Distillate markets have been the reliable, hard worker of the oil complex since the post-Covid slump in 2020. However, signs are emerging of sustained weakness across Distillate contracts globally. The prevailing “perma-backward” of recent years, the ICE Gasoil and NYMEX Heating Oil spread environment, is being challenged. On Brent’s latest push to and above $90/bbl this month, it’s important to keep this unravelling in mind. Traders need to delineate the causation of this move up in Crude, as this is happening in the context of very weak signs in Middle Distillates.
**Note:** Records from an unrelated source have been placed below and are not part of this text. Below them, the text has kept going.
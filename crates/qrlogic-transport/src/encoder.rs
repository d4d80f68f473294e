// SPDX-License-Identifier: Apache-2.0
// © James Ross Ω FLYING•ROBOTS <https://github.com/flyingrobots>
//! Sender side: split a document into budget-sized chunk frames.

use crate::wire::{escaped_width, Chunk};
use crate::SessionId;
use qrlogic_doc::LogicDocument;
use thiserror::Error;
use tracing::debug;

/// Default per-frame budget in bytes; keeps a QR code reliably scannable.
pub const DEFAULT_CHUNK_BUDGET: usize = 250;
/// Default lower bound on the data carried per chunk.
pub const DEFAULT_MIN_CHUNK_SIZE: usize = 50;
/// Upper bound on chunks per session (indices stay within three digits).
pub const MAX_CHUNKS: u32 = 999;

/// Width of the placeholder session id used to measure framing overhead.
const SAMPLE_SESSION_ID_LEN: usize = 36;
/// Placeholder checksum; real tokens are at most six base36 digits.
const SAMPLE_CHECKSUM: &str = "zzzzzzz";

/// Encoding failure.
#[derive(Debug, Clone, PartialEq, Eq, Error)]
pub enum EncodeError {
    /// The document needs more chunks than one session can index.
    #[error("document needs {needed} chunks, at most {max} are supported")]
    TooManyChunks {
        /// Chunks the document would need at the current budget.
        needed: usize,
        /// [`MAX_CHUNKS`].
        max: u32,
    },
}

/// Output of one encode call: every chunk of a single session, in index order.
#[derive(Debug, Clone, PartialEq, Eq)]
pub struct EncodedTransfer {
    /// Session shared by all chunks.
    pub session_id: SessionId,
    /// Chunks ordered by `chunk_index` (1..=n).
    pub chunks: Vec<Chunk>,
}

impl EncodedTransfer {
    /// Wire strings, one per QR code, in index order.
    pub fn frames(&self) -> Vec<String> {
        self.chunks.iter().map(Chunk::to_wire).collect()
    }

    /// Number of chunks.
    pub fn len(&self) -> usize {
        self.chunks.len()
    }

    /// Always false; an encode call emits at least one chunk.
    pub fn is_empty(&self) -> bool {
        self.chunks.is_empty()
    }
}

/// How a slice's size is counted against the effective chunk size.
#[derive(Debug, Clone, Copy, Default, PartialEq, Eq)]
pub enum Sizing {
    /// One unit per character of the serialized document, so
    /// `chunks = ceil(chars / effective_size)`. JSON escaping inside the
    /// `data` field is not counted.
    #[default]
    Characters,
    /// Bytes the slice occupies once escaped into the frame; a frame never
    /// exceeds the budget unless the minimum chunk size overrides it.
    WireBytes,
}

/// Splits documents into chunk frames sized against a fixed budget.
///
/// The framing overhead is measured, not estimated: a worst-case chunk
/// (36-character session id, three-digit index and total, seven-character
/// checksum, empty data) is serialized and its length subtracted from the
/// budget. Slices are always cut on `char` boundaries.
#[derive(Debug, Clone, Copy)]
pub struct ChunkEncoder {
    budget: usize,
    min_chunk_size: usize,
    sizing: Sizing,
}

impl Default for ChunkEncoder {
    fn default() -> Self {
        Self::new(DEFAULT_CHUNK_BUDGET)
    }
}

impl ChunkEncoder {
    /// Encoder with the given per-frame byte budget.
    ///
    /// Sizing defaults to [`Sizing::Characters`], which counts each
    /// character once. Quotes and backslashes in the document escape to two
    /// bytes inside the frame, so quote-heavy documents can produce frames
    /// longer than `budget`. Use [`Sizing::WireBytes`] when the budget is a
    /// hard limit.
    pub fn new(budget: usize) -> Self {
        Self {
            budget,
            min_chunk_size: DEFAULT_MIN_CHUNK_SIZE,
            sizing: Sizing::Characters,
        }
    }

    /// Choose how slice sizes are counted.
    pub fn with_sizing(mut self, sizing: Sizing) -> Self {
        self.sizing = sizing;
        self
    }

    /// Override the data floor used when the budget cannot cover the overhead.
    pub fn with_min_chunk_size(mut self, min_chunk_size: usize) -> Self {
        self.min_chunk_size = min_chunk_size.max(1);
        self
    }

    /// Per-frame byte budget.
    pub fn budget(&self) -> usize {
        self.budget
    }

    /// Measured framing overhead for frames of `session_id`.
    pub fn overhead(&self, session_id: &SessionId) -> usize {
        let id_len = session_id.as_str().len().max(SAMPLE_SESSION_ID_LEN);
        let sample = Chunk {
            session_id: SessionId::from("f".repeat(id_len)),
            chunk_index: MAX_CHUNKS,
            total_chunks: MAX_CHUNKS,
            data: String::new(),
            checksum: SAMPLE_CHECKSUM.to_owned(),
        };
        sample.to_wire().len()
    }

    /// Data units carried per chunk: `max(floor, budget - overhead)`.
    pub fn effective_chunk_size(&self, session_id: &SessionId) -> usize {
        self.budget
            .saturating_sub(self.overhead(session_id))
            .max(self.min_chunk_size)
    }

    /// Encode a document under a fresh session id.
    pub fn encode(&self, document: &LogicDocument) -> Result<EncodedTransfer, EncodeError> {
        self.encode_text(&document.to_canonical_json(), SessionId::generate())
    }

    /// Encode already-serialized text under the given session id.
    pub fn encode_text(
        &self,
        text: &str,
        session_id: SessionId,
    ) -> Result<EncodedTransfer, EncodeError> {
        let size = self.effective_chunk_size(&session_id);
        let slices = match self.sizing {
            Sizing::Characters => split_by(text, size, |_| 1),
            Sizing::WireBytes => split_by(text, size, escaped_width),
        };
        let total = u32::try_from(slices.len())
            .ok()
            .filter(|n| *n <= MAX_CHUNKS)
            .ok_or(EncodeError::TooManyChunks {
                needed: slices.len(),
                max: MAX_CHUNKS,
            })?;

        let chunks = (1..=total)
            .zip(slices)
            .map(|(index, data)| Chunk::new(session_id.clone(), index, total, data.to_owned()))
            .collect();
        debug!(
            session = %session_id,
            total,
            chunk_size = size,
            text_len = text.len(),
            "encoded transfer"
        );
        Ok(EncodedTransfer { session_id, chunks })
    }
}

/// Cut `text` into slices whose summed `width` stays within `size`.
/// Always yields at least one slice (empty text gives one empty slice).
fn split_by(text: &str, size: usize, width_of: impl Fn(char) -> usize) -> Vec<&str> {
    let mut out = Vec::new();
    let mut start = 0;
    let mut width = 0;
    for (i, c) in text.char_indices() {
        let w = width_of(c);
        if width + w > size && i > start {
            out.push(&text[start..i]);
            start = i;
            width = 0;
        }
        width += w;
    }
    out.push(&text[start..]);
    out
}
Crude itself is arguably tighter. Dubai spreads have been firm, pressuring Brent/Dubai into negative territory earlier this month. The recent exchanges between Iran and Israel and the continued situation in Gaza are resulting in traders assigning an increasing geopolitical risk premium in the underlying Crude price. It is difficult to argue against this risk premium being warranted, but it’s equally important to track the health of underlying product markets.

Despite record exports to the Atlantic Basin, Eastern Diesel and Jet Fuel markets seem to be settling into contango, which points towards potentially significant stock builds to come this summer. More Middle Distillate-centric refining capacity is coming online in Asia which will continue to keep Middle Distillate supplies healthy.

Light Ends

Gasoline remains the strongest part of the complex despite a wobble at the start of the month. May/Jun Ebob dipped to $10.75/MT and has since recovered to trade back into the mid-teens, while the May Ebob Crack is trading around $23/bbl. Gasoline traders have remarked on burgeoning gasoline stocks in Padd 3 as a potential source of weakness, but overall US stocks – in particular Padd1 where NYMEX RBOB prices – remain extremely low historically. Sparing a disappointing US driving season, Gasoline should remain strong over the summer and should retain its position as the clean product traders are backing to keep support margins, in light of recent Crude strength.

Distillates

10ppm Diesel has had a steady decline throughout April. The key benchmark futures are all establishing a prompt contango: with May/Jun ICE Gasoil trading at -$2.50/MT, May/Jun HO at -100pts/GAL, and May/Jun Sing GO -$0.10/bbl. This was led by weaker cash markets in Asia and the resultant glut of cargoes which arrived into Europe via the Cape in April. The challenges with shipping Diesel to Europe via the Red Sea in Q1 have seemingly been circumvented a little too enthusiastically by traders pushing CIF markets into oversupply. The slump in NWE and Med CIF markets means we could yet see more cargoes discharge into ARA leading to further pressure on the ICE Gasoil contract but it’s likely a lot of this is priced into the current May/Jun GO contango.

Jet has continued its precipitous decline, with Jet markets globally establishing a fully-fledged contango. The early-year fears that cargo diversions away from the Red Sea would lead to Europe struggling for re-supply have been shattered. The Jet/Diesel Regrade is now almost $2/bbl negative in Singapore and heading towards negative territory on a $/bbl basis in NWE. It will be key to watch refinery yields as this plays out, as the market may not be factoring in what “max Diesel, min Jet” would do to Diesel markets over the summer. The US numbers indicate US refiners can increase distillate production sharply over the coming months.